In the past, research utilizing anti-Fel d 1 IgY relied on the eggs of inoculated chickens. These studies found that this specific IgY could reduce active Fel d 1 levels, both in vitro and in vivo (Satyaraj et al., 2019a; Satyaraj et al., 2019b; Satyaraj et al., 2021). While past research has provided evidence treatment methods that reduce the need for treatments such as immunotherapy injections in humans or frequently bathing cats, the chickens used to produce the anti-Fel d 1 IgY must be injected or inoculated with Fel d 1. Also, the chickens are often kept in controlled environments, and it is recommended to use a cage unit (Schade et al., 2005). This study aimed to eliminate testing on live subjects or changing the behaviors of cats, chickens, or humans. It also aimed to address the comfort and needs of all species involved. While it failed to provide evidence of the production of anti-Fel d 1 IgY without inoculation in chickens naturally exposed to cats, the data collected can still be useful in future studies or expansions of this study.

Implications and Applications

The results found and data collected in this study can be applied to future studies or inspire future research in a similar direction. Further studies may adapt these methods to support hypotheses that also aim to create cat allergy solutions that do not interfere with the lives of any species involved. Moreover, future results may support the evidence displayed in this study to demonstrate that chickens cannot produce significant levels of anti-Fel d 1 IgY without inoculation in a controlled environment.

Future Research

It would be ideal for this study to be repeated more than once, but material limitations restricted the number of tests that could be run and the amount of samples that could be examined (Appendix A). A future extension would include introducing larger sample sizes and diluting the initial Fel d 1 samples by a greater amount in order to not exceed the standard curve values.
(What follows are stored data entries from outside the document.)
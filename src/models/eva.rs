/////////////////////////////////////////////////////////////////////////////////////////////\
//
// Extreme-value model definition: response, covariate structure, likelihood.
//
// Created on: 21 Mar 2026     Author: Tobias Kragholm
//
/////////////////////////////////////////////////////////////////////////////////////////////

//! # Extreme-value models
//!
//! [`EvaModel`] couples a response series with per-parameter covariate lists
//! and the flat-vector [`ParameterIndex`]. Block-maxima models link a GEV
//! distribution, threshold-exceedance models a GPD; the log-scale link
//! `scale = exp(eta)` enforces positivity for every parameter vector an
//! optimizer or sampler may probe.

use crate::input::{ExplanatoryVariable, InputError, Variable};
use crate::models::evd::{gev_logpdf, gev_quantile, gpd_logpdf, gpd_quantile};
use crate::models::parameters::{DistributionParameter, ParameterIndex, ParameterSlice};

/// Distribution family implied by the sampling scheme.
#[derive(Debug, Clone, Copy, PartialEq, Eq)]
pub enum ModelFamily {
    /// Maxima over fixed-length blocks, modeled by the GEV distribution.
    BlockMaxima,
    /// Exceedances above a threshold (shifted to zero), modeled by the GPD.
    ThresholdExceedance,
}

impl ModelFamily {
    #[must_use]
    pub const fn label(self) -> &'static str {
        match self {
            Self::BlockMaxima => "block maxima (GEV)",
            Self::ThresholdExceedance => "threshold exceedance (GPD)",
        }
    }
}

/// Per-parameter covariate lists; empty lists mean a stationary parameter.
#[derive(Debug, Clone, Default)]
pub struct Covariates {
    pub location: Vec<ExplanatoryVariable>,
    pub log_scale: Vec<ExplanatoryVariable>,
    pub shape: Vec<ExplanatoryVariable>,
}

impl Covariates {
    #[must_use]
    pub fn is_empty(&self) -> bool {
        self.location.is_empty() && self.log_scale.is_empty() && self.shape.is_empty()
    }
}

/// Distribution parameters linked at one covariate row.
#[derive(Debug, Clone, Copy, PartialEq)]
pub struct LinkedParams {
    /// Location; fixed at zero for threshold-exceedance models.
    pub location: f64,
    /// Scale, always positive via the log link.
    pub scale: f64,
    pub shape: f64,
}

impl LinkedParams {
    /// Quantile of the linked distribution at probability `p` (validated by
    /// the caller).
    #[must_use]
    pub fn quantile(&self, p: f64, family: ModelFamily) -> f64 {
        match family {
            ModelFamily::BlockMaxima => gev_quantile(p, self.location, self.scale, self.shape),
            ModelFamily::ThresholdExceedance => gpd_quantile(p, self.scale, self.shape),
        }
    }
}

/// An extreme-value model: response data, covariate structure, and the flat
/// parameter-vector layout. Immutable once constructed.
#[derive(Debug, Clone)]
pub struct EvaModel {
    family: ModelFamily,
    data: Variable,
    covariates: Covariates,
    index: ParameterIndex,
}

impl EvaModel {
    /// Build a block-maxima (GEV) model.
    ///
    /// # Errors
    ///
    /// Returns `InputError` if the response is empty or non-finite, or any
    /// covariate length differs from the response length.
    pub fn block_maxima(data: Variable, covariates: Covariates) -> Result<Self, InputError> {
        validate(&data, &covariates)?;
        let index = ParameterIndex::new(
            Some(covariates.location.len()),
            covariates.log_scale.len(),
            covariates.shape.len(),
        );
        Ok(Self {
            family: ModelFamily::BlockMaxima,
            data,
            covariates,
            index,
        })
    }

    /// Build a threshold-exceedance (GPD) model over exceedances shifted to
    /// start at zero.
    ///
    /// # Errors
    ///
    /// Returns `InputError` if validation fails or location covariates are
    /// supplied (the GPD has no location parameter).
    pub fn threshold_exceedance(
        exceedances: Variable,
        covariates: Covariates,
    ) -> Result<Self, InputError> {
        if !covariates.location.is_empty() {
            return Err(InputError::LocationCovariatesUnsupported);
        }
        validate(&exceedances, &covariates)?;
        let index =
            ParameterIndex::new(None, covariates.log_scale.len(), covariates.shape.len());
        Ok(Self {
            family: ModelFamily::ThresholdExceedance,
            data: exceedances,
            covariates,
            index,
        })
    }

    #[must_use]
    pub const fn family(&self) -> ModelFamily {
        self.family
    }

    #[must_use]
    pub const fn data(&self) -> &Variable {
        &self.data
    }

    #[must_use]
    pub const fn covariates(&self) -> &Covariates {
        &self.covariates
    }

    #[must_use]
    pub const fn parameter_index(&self) -> &ParameterIndex {
        &self.index
    }

    #[must_use]
    pub fn n_observations(&self) -> usize {
        self.data.len()
    }

    /// Whether every distribution parameter is covariate-free.
    #[must_use]
    pub fn is_stationary(&self) -> bool {
        self.covariates.is_empty()
    }

    /// Number of distinct quantile rows: one for stationary models, one per
    /// observation otherwise.
    #[must_use]
    pub fn quantile_row_count(&self) -> usize {
        if self.is_stationary() {
            1
        } else {
            self.n_observations()
        }
    }

    /// Link the flat vector to distribution parameters at one covariate row.
    #[must_use]
    pub fn linked_parameters(&self, theta: &[f64], row: usize) -> LinkedParams {
        debug_assert_eq!(theta.len(), self.index.total_len());
        let location = self
            .index
            .slice(DistributionParameter::Location)
            .map_or(0.0, |slice| {
                linear_term(theta, slice, &self.covariates.location, row)
            });
        let log_scale = self
            .index
            .slice(DistributionParameter::LogScale)
            .map_or(0.0, |slice| {
                linear_term(theta, slice, &self.covariates.log_scale, row)
            });
        let shape = self
            .index
            .slice(DistributionParameter::Shape)
            .map_or(0.0, |slice| {
                linear_term(theta, slice, &self.covariates.shape, row)
            });

        LinkedParams {
            location,
            scale: log_scale.exp(),
            shape,
        }
    }

    /// Linked distributions for every quantile row under one parameter vector.
    #[must_use]
    pub fn linked_rows(&self, theta: &[f64]) -> Vec<LinkedParams> {
        (0..self.quantile_row_count())
            .map(|row| self.linked_parameters(theta, row))
            .collect()
    }

    /// Log-likelihood of the data under the flat parameter vector.
    ///
    /// Returns `f64::NEG_INFINITY` whenever any observation falls outside the
    /// support implied by its linked parameters; this guides optimizers and
    /// samplers and is never an error.
    #[must_use]
    pub fn loglikelihood(&self, theta: &[f64]) -> f64 {
        let mut total = 0.0;
        for (row, &x) in self.data.values().iter().enumerate() {
            let params = self.linked_parameters(theta, row);
            let contribution = match self.family {
                ModelFamily::BlockMaxima => {
                    gev_logpdf(x, params.location, params.scale, params.shape)
                }
                ModelFamily::ThresholdExceedance => gpd_logpdf(x, params.scale, params.shape),
            };
            if !contribution.is_finite() {
                return f64::NEG_INFINITY;
            }
            total += contribution;
        }
        total
    }

    /// Human-readable label per flat-vector coefficient, in layout order.
    #[must_use]
    pub fn coefficient_labels(&self) -> Vec<String> {
        let mut labels = Vec::with_capacity(self.index.total_len());
        for (parameter, _) in self.index.parameters() {
            labels.push(parameter.label().to_owned());
            for covariate in self.covariate_list(parameter) {
                labels.push(format!("{}: {}", parameter.label(), covariate.name()));
            }
        }
        labels
    }

    #[must_use]
    pub(crate) fn covariate_list(
        &self,
        parameter: DistributionParameter,
    ) -> &[ExplanatoryVariable] {
        match parameter {
            DistributionParameter::Location => &self.covariates.location,
            DistributionParameter::LogScale => &self.covariates.log_scale,
            DistributionParameter::Shape => &self.covariates.shape,
        }
    }

    /// Rebuild the model with replacement covariates of identical shape.
    /// Used by the back-transform to swap standardized covariates for raw
    /// ones without touching the layout.
    #[must_use]
    pub(crate) fn replace_covariates(&self, covariates: Covariates) -> Self {
        debug_assert_eq!(covariates.location.len(), self.covariates.location.len());
        debug_assert_eq!(covariates.log_scale.len(), self.covariates.log_scale.len());
        debug_assert_eq!(covariates.shape.len(), self.covariates.shape.len());
        Self {
            family: self.family,
            data: self.data.clone(),
            covariates,
            index: self.index.clone(),
        }
    }
}

fn linear_term(
    theta: &[f64],
    slice: ParameterSlice,
    covariates: &[ExplanatoryVariable],
    row: usize,
) -> f64 {
    let mut value = theta[slice.start];
    for (offset, covariate) in covariates.iter().enumerate() {
        let coefficient = theta[slice.start + 1 + offset];
        let x = covariate.values().get(row).copied().unwrap_or(0.0);
        value = coefficient.mul_add(x, value);
    }
    value
}

fn validate(data: &Variable, covariates: &Covariates) -> Result<(), InputError> {
    if data.is_empty() {
        return Err(InputError::EmptyResponse);
    }
    if data.values().iter().any(|value| !value.is_finite()) {
        return Err(InputError::NonFiniteResponse);
    }

    let expected = data.len();
    for covariate in covariates
        .location
        .iter()
        .chain(&covariates.log_scale)
        .chain(&covariates.shape)
    {
        if covariate.len() != expected {
            return Err(InputError::CovariateLengthMismatch {
                name: covariate.name().to_owned(),
                len: covariate.len(),
                expected,
            });
        }
    }
    Ok(())
}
In the future, similar studies can be conducted using higher amounts of IgY to Fel d 1 on a larger sample size. In addition, Fel d 1 baseline levels can be determined prior to treating the samples with IgY in order to determine the ideal dilution ratios. Due to the equipment required, it may be unrealistic to produce and use specific IgY from chickens like the ones used in this study. Therefore, future studies examining the impact of cat exposure in a controlled environment may be pertinent to investigate. Using this method, inoculation could still potentially be avoided, but higher concentrations of anti-Fel d 1 may be produced. Finally, the effects of eating unpurified eggs containing anti-Fel d 1 IgY using chickens inoculated with Fel d 1 could also be examined. In a study aiming to research this, the cats or humans would eat the egg yolks of these inoculated chickens in an attempt to decrease active Fel d 1 levels or allergic responses.

Conclusions and Takeaways

While it did not have results in support of the original hypothesis, the study did aim to address the objective. Using a small sample of eggs from chicken groups exposed to cats and cat hair samples, IgY was purified and Fel d 1 was extracted. After using an ELISA to quantify active Fel d 1 levels with and without IgY treatment, the data was statistically analyzed. The data from two cats were omitted from analysis as their optical densities exceeded those that could be determined using the ELISA standard curve. The results determined that levels of anti-Fel d 1 IgY significant enough to reduce active Fel d 1 cannot be produced by chickens naturally exposed to cats, though future iterations of this test may provide more conclusive results. A need remains for a comprehensive and completely effective solution to the global problem of cat allergies that is ethical and safe for all species involved.